Strontium carbonate (SrCO3) was formerly used in large quantities in the manufacturing of CRT TVs (CRT = cathode-ray tubes) as strontium carbonate together with other compounds absorbs and reduces significantly (to almost zero) the X-rays generated from the television tubes.
Nowadays, modern flat-panel devices have almost completely replaced these tubes. Currently, strontium carbonates are being used in pyrotechnics as colour-producing components – strontium produces a crimson red flame. The Latin term “Strontium carbonicum” refers to the homeopathic application of this material which is used to treat osteoarthritis and cerebral sclerosis.
How can I come into contact with this material?
Strontium salts are used in fireworks to produce crimson red flames after ignition and it is not possible to get into direct contact with airborne strontium carbonate nanoparticles during the burning process. Homeopathic administered strontium carbonate could be considered as a targeted approach for medical purposes but it is not clear if the medical products contain micro- or nano-scaled strontium carbonate or even a mixture of both.
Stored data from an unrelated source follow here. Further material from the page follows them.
// This software is provided for non-commercial use only.
// Commercial use is strictly prohibited.
// If you use, modify, or redistribute this software, you must provide proper attribution to the original author.
// (c) 2026 Onur Tuna. All rights reserved.

//! NVR — multi-camera streaming and recording engine.
//!
//! Usage:
//!   nvr --config ./IT_RNVR.db [--debug]

use std::path::PathBuf;
use std::sync::Arc;

use clap::Parser;
use tracing::{error, info};
use tracing_subscriber::EnvFilter;

use nvr::config::ConfigStore;
use nvr::engine::Engine;
use nvr::media::adapter::Gst1Adapter;

#[derive(Parser)]
#[command(name = "nvr", about = "Multi-camera streaming and recording engine", version)]
struct Cli {
    /// Path to the SQLite configuration store.
    #[arg(short, long, default_value = "./IT_RNVR.db")]
    config: PathBuf,

    /// Enable verbose (debug-level) logging, overriding RUST_LOG.
    #[arg(long)]
    debug: bool,
}

#[tokio::main]
async fn main() {
    let cli = Cli::parse();

    let default_filter = if cli.debug { "debug" } else { "info" };
    tracing_subscriber::fmt()
        .with_env_filter(EnvFilter::try_from_default_env().unwrap_or_else(|_| EnvFilter::new(default_filter)))
        .init();

    let store = match ConfigStore::open(&cli.config) {
        Ok(s) => Arc::new(s),
        Err(e) => {
            error!(error = %e, config = %cli.config.display(), "failed to open configuration store");
            std::process::exit(1);
        }
    };

    let engine = match Engine::new(store, Arc::new(Gst1Adapter::new())) {
        Ok(e) => e,
        Err(e) => {
            error!(error = %e, "failed to initialize engine");
            std::process::exit(1);
        }
    };

    if let Err(e) = engine.start_enabled_on_boot() {
        error!(error = %e, "failed to start cameras on boot");
        std::process::exit(1);
    }

    info!("nvr running, press Ctrl+C to stop");
    match tokio::signal::ctrl_c().await {
        Ok(()) => info!("received Ctrl+C, shutting down"),
        Err(e) => error!(error = %e, "signal handler error"),
    }

    engine.shutdown();
}
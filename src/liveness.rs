// This software is provided for non-commercial use only.
// Commercial use is strictly prohibited.
// If you use, modify, or redistribute this software, you must provide proper attribution to the original author.
// (c) 2026 Onur Tuna. All rights reserved.

//! Frame-arrival probe plus an optional RTSP keep-alive, both feeding the
//! same "treat silence as `RTSP_NETWORK`" path. Bus-reported transport
//! breakage can lag tens of seconds; these catch a silent stall in 2-5s.

use std::sync::atomic::{AtomicBool, AtomicU64, Ordering};
use std::sync::Arc;
use std::time::{Duration, Instant};

/// Updated from a `PadProbeType::BUFFER` probe on the parser's source pad.
/// The probe callback only ever calls `note_frame`: one clock read, one
/// atomic store, no allocation, no lock.
pub struct FrameProbe {
    epoch: Instant,
    last_frame_nanos: AtomicU64,
    timeout: Duration,
    suspended: AtomicBool,
}

impl FrameProbe {
    pub fn new(timeout: Duration) -> Self {
        Self {
            epoch: Instant::now(),
            last_frame_nanos: AtomicU64::new(0),
            timeout,
            suspended: AtomicBool::new(true),
        }
    }

    pub fn note_frame(&self) {
        let elapsed = self.epoch.elapsed().as_nanos() as u64;
        self.last_frame_nanos.store(elapsed, Ordering::Relaxed);
    }

    /// Starts (or restarts) the deadline check. Called when the pipeline
    /// reaches `PLAYING`.
    pub fn resume(&self) {
        self.note_frame();
        self.suspended.store(false, Ordering::Relaxed);
    }

    /// Suspended while the pipeline is not playing, per §4.4.
    pub fn suspend(&self) {
        self.suspended.store(true, Ordering::Relaxed);
    }

    pub fn is_timed_out(&self) -> bool {
        if self.suspended.load(Ordering::Relaxed) {
            return false;
        }
        let last = Duration::from_nanos(self.last_frame_nanos.load(Ordering::Relaxed));
        let now = self.epoch.elapsed();
        now.saturating_sub(last) > self.timeout
    }
}

/// Runs the periodic deadline check on the tokio runtime's timer. On the
/// first observed timeout, invokes `on_timeout` once and stops checking
/// (the supervisor is expected to tear the pipeline down and, on rebuild,
/// call `resume()` on a fresh or reset probe).
pub fn spawn_deadline_checker(
    probe: Arc<FrameProbe>,
    check_interval: Duration,
    on_timeout: impl Fn() + Send + 'static,
) -> tokio::task::JoinHandle<()> {
    tokio::spawn(async move {
        let mut ticker = tokio::time::interval(check_interval);
        loop {
            ticker.tick().await;
            if probe.is_timed_out() {
                probe.suspend();
                on_timeout();
                break;
            }
        }
    })
}

/// Optional secondary line of defense: emits an RTSP keep-alive on an
/// interval and expects a response within a parallel timeout. Wired
/// through the same `note_response`/`is_timed_out` shape as `FrameProbe`
/// so the supervisor treats both uniformly.
pub struct KeepAlive {
    epoch: Instant,
    last_response_nanos: AtomicU64,
    timeout: Duration,
    enabled: AtomicBool,
}

impl KeepAlive {
    pub fn new(timeout: Duration) -> Self {
        Self {
            epoch: Instant::now(),
            last_response_nanos: AtomicU64::new(0),
            timeout,
            enabled: AtomicBool::new(false),
        }
    }

    pub fn note_response(&self) {
        let elapsed = self.epoch.elapsed().as_nanos() as u64;
        self.last_response_nanos.store(elapsed, Ordering::Relaxed);
    }

    pub fn enable(&self) {
        self.note_response();
        self.enabled.store(true, Ordering::Relaxed);
    }

    pub fn disable(&self) {
        self.enabled.store(false, Ordering::Relaxed);
    }

    pub fn is_timed_out(&self) -> bool {
        if !self.enabled.load(Ordering::Relaxed) {
            return false;
        }
        let last = Duration::from_nanos(self.last_response_nanos.load(Ordering::Relaxed));
        let now = self.epoch.elapsed();
        now.saturating_sub(last) > self.timeout
    }
}

/// Runs the keep-alive send/check loop: every `interval`, `send_keepalive`
/// is invoked; if no `note_response` call lands within `keepalive.timeout`,
/// `on_timeout` fires once and the loop stops, same contract as the frame
/// probe's deadline checker.
pub fn spawn_keepalive_loop(
    keepalive: Arc<KeepAlive>,
    interval: Duration,
    send_keepalive: impl Fn() + Send + 'static,
    on_timeout: impl Fn() + Send + 'static,
) -> tokio::task::JoinHandle<()> {
    tokio::spawn(async move {
        let mut ticker = tokio::time::interval(interval);
        loop {
            ticker.tick().await;
            send_keepalive();
            tokio::time::sleep(keepalive.timeout).await;
            if keepalive.is_timed_out() {
                keepalive.disable();
                on_timeout();
                break;
            }
        }
    })
}

#[cfg(test)]
mod tests {
    use super::*;

    #[test]
    fn suspended_probe_never_times_out() {
        let probe = FrameProbe::new(Duration::from_millis(10));
        assert!(!probe.is_timed_out());
    }

    #[tokio::test]
    async fn boundary_before_timeout_does_not_trip() {
        let probe = FrameProbe::new(Duration::from_millis(100));
        probe.resume();
        tokio::time::sleep(Duration::from_millis(70)).await;
        assert!(!probe.is_timed_out());
    }

    #[tokio::test]
    async fn boundary_after_timeout_trips() {
        let probe = FrameProbe::new(Duration::from_millis(100));
        probe.resume();
        tokio::time::sleep(Duration::from_millis(130)).await;
        assert!(probe.is_timed_out());
    }

    #[tokio::test]
    async fn deadline_checker_fires_once_and_stops() {
        use std::sync::atomic::AtomicU32;
        let probe = Arc::new(FrameProbe::new(Duration::from_millis(30)));
        probe.resume();
        let fired = Arc::new(AtomicU32::new(0));
        let fired2 = fired.clone();
        let handle = spawn_deadline_checker(probe, Duration::from_millis(10), move || {
            fired2.fetch_add(1, Ordering::SeqCst);
        });
        tokio::time::sleep(Duration::from_millis(200)).await;
        handle.abort();
        assert_eq!(fired.load(Ordering::SeqCst), 1);
    }
}
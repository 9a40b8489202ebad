// This software is provided for non-commercial use only.
// Commercial use is strictly prohibited.
// If you use, modify, or redistribute this software, you must provide proper attribution to the original author.
// (c) 2026 Onur Tuna. All rights reserved.

use thiserror::Error;

#[derive(Debug, Error)]
pub enum NvrError {
    #[error("configuration error: {0}")]
    Config(String),

    #[error("configuration store error: {0}")]
    Store(String),

    #[error("GStreamer error: {0}")]
    GStreamer(String),

    #[error("I/O error: {0}")]
    Io(#[from] std::io::Error),

    #[error("pipeline build failed at stage '{stage}': {cause}")]
    PipelineBuildFailed { stage: String, cause: String },

    #[error("camera '{id}' connection failed: {reason}")]
    CameraConnection { id: String, reason: String },

    #[error("camera '{id}' not found")]
    CameraNotFound { id: String },

    #[error("camera '{id}' already exists")]
    CameraDuplicate { id: String },
}

pub type Result<T> = std::result::Result<T, NvrError>;
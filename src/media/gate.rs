// This software is provided for non-commercial use only.
// Commercial use is strictly prohibited.
// If you use, modify, or redistribute this software, you must provide proper attribution to the original author.
// (c) 2026 Onur Tuna. All rights reserved.

use gstreamer as gst;
use gstreamer::prelude::*;

/// The four ways the two branch gates can be set together.
#[derive(Debug, Clone, Copy, PartialEq, Eq)]
pub enum GateMode {
    StreamingOnly,
    RecordingOnly,
    Both,
    Idle,
}

/// Two independently addressable valves sharing one fan-out point. Closing
/// one never back-pressures the other: the queues feeding each valve are
/// built leaky-downstream by the pipeline factory, so a closed gate just
/// drops buffers instead of stalling upstream.
pub struct BranchGate {
    gate_s: gst::Element,
    gate_r: gst::Element,
}

impl BranchGate {
    pub fn new(gate_s: gst::Element, gate_r: gst::Element) -> Self {
        Self { gate_s, gate_r }
    }

    /// Sets both gates consistently. For `RecordingOnly`/`Both` this only
    /// opens the valve; whether the recorder is actually writing is a
    /// separate concern owned by the recorder (§4.7).
    pub fn apply_mode(&self, mode: GateMode) {
        let (streaming_open, recording_open) = match mode {
            GateMode::StreamingOnly => (true, false),
            GateMode::RecordingOnly => (false, true),
            GateMode::Both => (true, true),
            GateMode::Idle => (false, false),
        };
        Self::set_open(&self.gate_s, streaming_open);
        Self::set_open(&self.gate_r, recording_open);
    }

    /// Idempotent: opening an already-open gate is a no-op observable
    /// effect (the underlying property write is harmless either way).
    pub fn open_recording(&self) {
        Self::set_open(&self.gate_r, true);
    }

    pub fn close_recording(&self) {
        Self::set_open(&self.gate_r, false);
    }

    pub fn is_recording_open(&self) -> bool {
        !self.gate_r.property::<bool>("drop")
    }

    pub fn is_streaming_open(&self) -> bool {
        !self.gate_s.property::<bool>("drop")
    }

    fn set_open(valve: &gst::Element, open: bool) {
        valve.set_property("drop", !open);
    }
}
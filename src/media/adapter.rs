// This software is provided for non-commercial use only.
// Commercial use is strictly prohibited.
// If you use, modify, or redistribute this software, you must provide proper attribution to the original author.
// (c) 2026 Onur Tuna. All rights reserved.

//! The source branches on the media framework's runtime version string at
//! many call sites. This crate instead puts every framework touchpoint
//! behind one trait; the rest of the engine only ever sees `MediaAdapter`,
//! never a concrete GStreamer type, so a future backing version (or a
//! second framework) is a second impl of this trait, not a sweep of
//! `if version >= ...` checks through the pipeline factory.

use gstreamer as gst;
use gstreamer::prelude::*;

use crate::error::{NvrError, Result};

/// Abstraction over the underlying media framework's element factory and
/// initialization surface. The pipeline factory (§4.1) is the only module
/// that builds elements; it does so exclusively through this trait.
pub trait MediaAdapter: Send + Sync {
    /// Initializes the framework. Safe to call more than once.
    fn init(&self) -> Result<()>;

    /// True if an element factory of this name is registered and loadable.
    fn has_factory(&self, factory_name: &str) -> bool;

    /// Builds a named element, or `PipelineBuildFailed` if the factory is
    /// missing or refuses to instantiate.
    fn make_element(&self, factory_name: &str, name: &str, stage: &str) -> Result<gst::Element>;
}

/// The GStreamer 1.x backing implementation. Stateless: every method is a
/// thin, fallible wrapper over `gstreamer-rs`.
#[derive(Debug, Default, Clone, Copy)]
pub struct Gst1Adapter;

impl Gst1Adapter {
    pub fn new() -> Self {
        Self
    }
}

impl MediaAdapter for Gst1Adapter {
    fn init(&self) -> Result<()> {
        gst::init().map_err(|e| NvrError::GStreamer(e.to_string()))
    }

    fn has_factory(&self, factory_name: &str) -> bool {
        gst::ElementFactory::find(factory_name).is_some()
    }

    fn make_element(&self, factory_name: &str, name: &str, stage: &str) -> Result<gst::Element> {
        gst::ElementFactory::make(factory_name)
            .name(name)
            .build()
            .map_err(|e| NvrError::PipelineBuildFailed {
                stage: stage.to_string(),
                cause: format!("factory '{factory_name}': {e}"),
            })
    }
}
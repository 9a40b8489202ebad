// This software is provided for non-commercial use only.
// Commercial use is strictly prohibited.
// If you use, modify, or redistribute this software, you must provide proper attribution to the original author.
// (c) 2026 Onur Tuna. All rights reserved.

//! Closed error taxonomy and the pure classification rule behind it (§4.3).
//! The bus watch installed by the pipeline factory extracts a `Signal` from
//! each `gst::Message` and hands it here; keeping the extraction and the
//! classification separate means the priority rules can be unit tested
//! without booting GStreamer at all.

/// The only fault kinds the recovery controller knows about. Anything that
/// doesn't match a rule below is `Unknown` and is treated as fatal for the
/// pipeline (logged, then stopped) rather than guessed at.
#[derive(Debug, Clone, Copy, PartialEq, Eq)]
pub enum ErrorKind {
    RtspNetwork,
    StorageDisconnected,
    DiskFull,
    Decoder,
    VideoSink,
    Unknown,
}

/// What the bus watch observed about one error/warning message, already
/// reduced to the flags the classifier's priority ladder cares about.
#[derive(Debug, Clone, Copy, Default)]
pub struct Signal<'a> {
    /// `GST_RESOURCE_ERROR_NOT_FOUND` only — an unambiguous "couldn't
    /// resolve the resource", typically the RTSP source.
    pub resource_not_found: bool,
    /// `GST_RESOURCE_ERROR_NO_SPACE_LEFT` at a sink.
    pub no_space_left: bool,
    /// `GST_RESOURCE_ERROR_WRITE`/`OPEN_WRITE`/`OPEN_READ`/`READ` — an open
    /// or I/O failure that could come from either the source or a sink;
    /// paired with `permission_denied`/`missing_fd` or the emitter name to
    /// disambiguate.
    pub write_error: bool,
    pub permission_denied: bool,
    pub missing_fd: bool,
    /// `GST_STREAM_ERROR_DECODE` (or `_FAILED`/`_FORMAT`) at a decoder.
    pub stream_error: bool,
    pub emitter: Option<&'a str>,
    pub message: &'a str,
}

/// Classifies one bus signal per §4.3's three-tier priority rule: domain +
/// code first, emitter element name second, message substring last.
pub fn classify(signal: &Signal<'_>) -> ErrorKind {
    if signal.resource_not_found {
        return ErrorKind::RtspNetwork;
    }
    if signal.no_space_left {
        return ErrorKind::DiskFull;
    }
    if signal.write_error && (signal.permission_denied || signal.missing_fd) {
        return ErrorKind::StorageDisconnected;
    }
    if signal.stream_error {
        return ErrorKind::Decoder;
    }

    match signal.emitter {
        Some("source") => return ErrorKind::RtspNetwork,
        Some("split_mux") => return ErrorKind::StorageDisconnected,
        Some(name) if name.starts_with("decoder") => return ErrorKind::Decoder,
        Some("video_sink") | Some("sink") => return ErrorKind::VideoSink,
        _ => {}
    }

    let msg = signal.message;
    if msg.contains("space") || msg.contains("No space") {
        return ErrorKind::DiskFull;
    }
    if msg.contains("Permission denied") {
        return ErrorKind::StorageDisconnected;
    }
    if msg.contains("Output window") {
        return ErrorKind::VideoSink;
    }

    ErrorKind::Unknown
}

#[cfg(test)]
mod tests {
    use super::*;

    fn base<'a>() -> Signal<'a> {
        Signal { message: "", ..Default::default() }
    }

    #[test]
    fn resource_not_found_is_rtsp_network_regardless_of_emitter() {
        let sig = Signal { resource_not_found: true, emitter: Some("sink"), ..base() };
        assert_eq!(classify(&sig), ErrorKind::RtspNetwork);
    }

    #[test]
    fn no_space_left_is_disk_full() {
        let sig = Signal { no_space_left: true, ..base() };
        assert_eq!(classify(&sig), ErrorKind::DiskFull);
    }

    #[test]
    fn write_error_with_permission_denied_is_storage_disconnected() {
        let sig = Signal { write_error: true, permission_denied: true, ..base() };
        assert_eq!(classify(&sig), ErrorKind::StorageDisconnected);
    }

    #[test]
    fn write_error_without_cause_falls_through_to_emitter_rule() {
        let sig = Signal { write_error: true, emitter: Some("split_mux"), ..base() };
        assert_eq!(classify(&sig), ErrorKind::StorageDisconnected);
    }

    #[test]
    fn stream_error_is_decoder() {
        let sig = Signal { stream_error: true, emitter: Some("video_sink"), ..base() };
        assert_eq!(classify(&sig), ErrorKind::Decoder);
    }

    #[test]
    fn emitter_name_breaks_ties_when_domain_is_ambiguous() {
        let sig = Signal { emitter: Some("source"), ..base() };
        assert_eq!(classify(&sig), ErrorKind::RtspNetwork);

        let sig = Signal { emitter: Some("decoder0"), ..base() };
        assert_eq!(classify(&sig), ErrorKind::Decoder);
    }

    #[test]
    fn message_substrings_are_the_last_resort() {
        let sig = Signal { message: "write failed: No space left on device", ..base() };
        assert_eq!(classify(&sig), ErrorKind::DiskFull);

        let sig = Signal { message: "open failed: Permission denied", ..base() };
        assert_eq!(classify(&sig), ErrorKind::StorageDisconnected);

        let sig = Signal { message: "Could not create Output window", ..base() };
        assert_eq!(classify(&sig), ErrorKind::VideoSink);
    }

    #[test]
    fn unrecognized_signal_is_unknown() {
        let sig = Signal { message: "something else entirely", ..base() };
        assert_eq!(classify(&sig), ErrorKind::Unknown);
    }
}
Is there any risk from this material to humans and the environment?
Little information exists on the effects of strontium carbonate nanoparticles on humans or the environment. This may be due to the relatively small number of applications for this material. Laboratory studies have shown that different cell types can take up strontium carbonate nanoparticles and high doses may lead to cell death. However, no harmful effects of strontium carbonate nanoparticles have been found in whole animal studies.
Regarding the environmental behaviour of strontium carbonate nanoparticles, there are currently no data available.
In recent years the use of strontium carbonate has been reduced drastically as flat-panel televisions have taken over the TV market. Contact with strontium carbonate nanoparticles could take place through the burning of fireworks or the intake of homeopathic medications. Up until now, no harmful effects of strontium carbonate have been found for the human body.
By the way…
Both strontium carbonate and strontium itself are non-toxic. Radioactive isotopes of strontium were found after nuclear disasters in Chernobyl (former USSR, today Ukraine) and in Fukushima (Japan). As these isotopes are chemically very similar to calcium, the strontium isotopes can accumulate in bone tissue and the resulting radiation could then in turn also damage the bone marrow.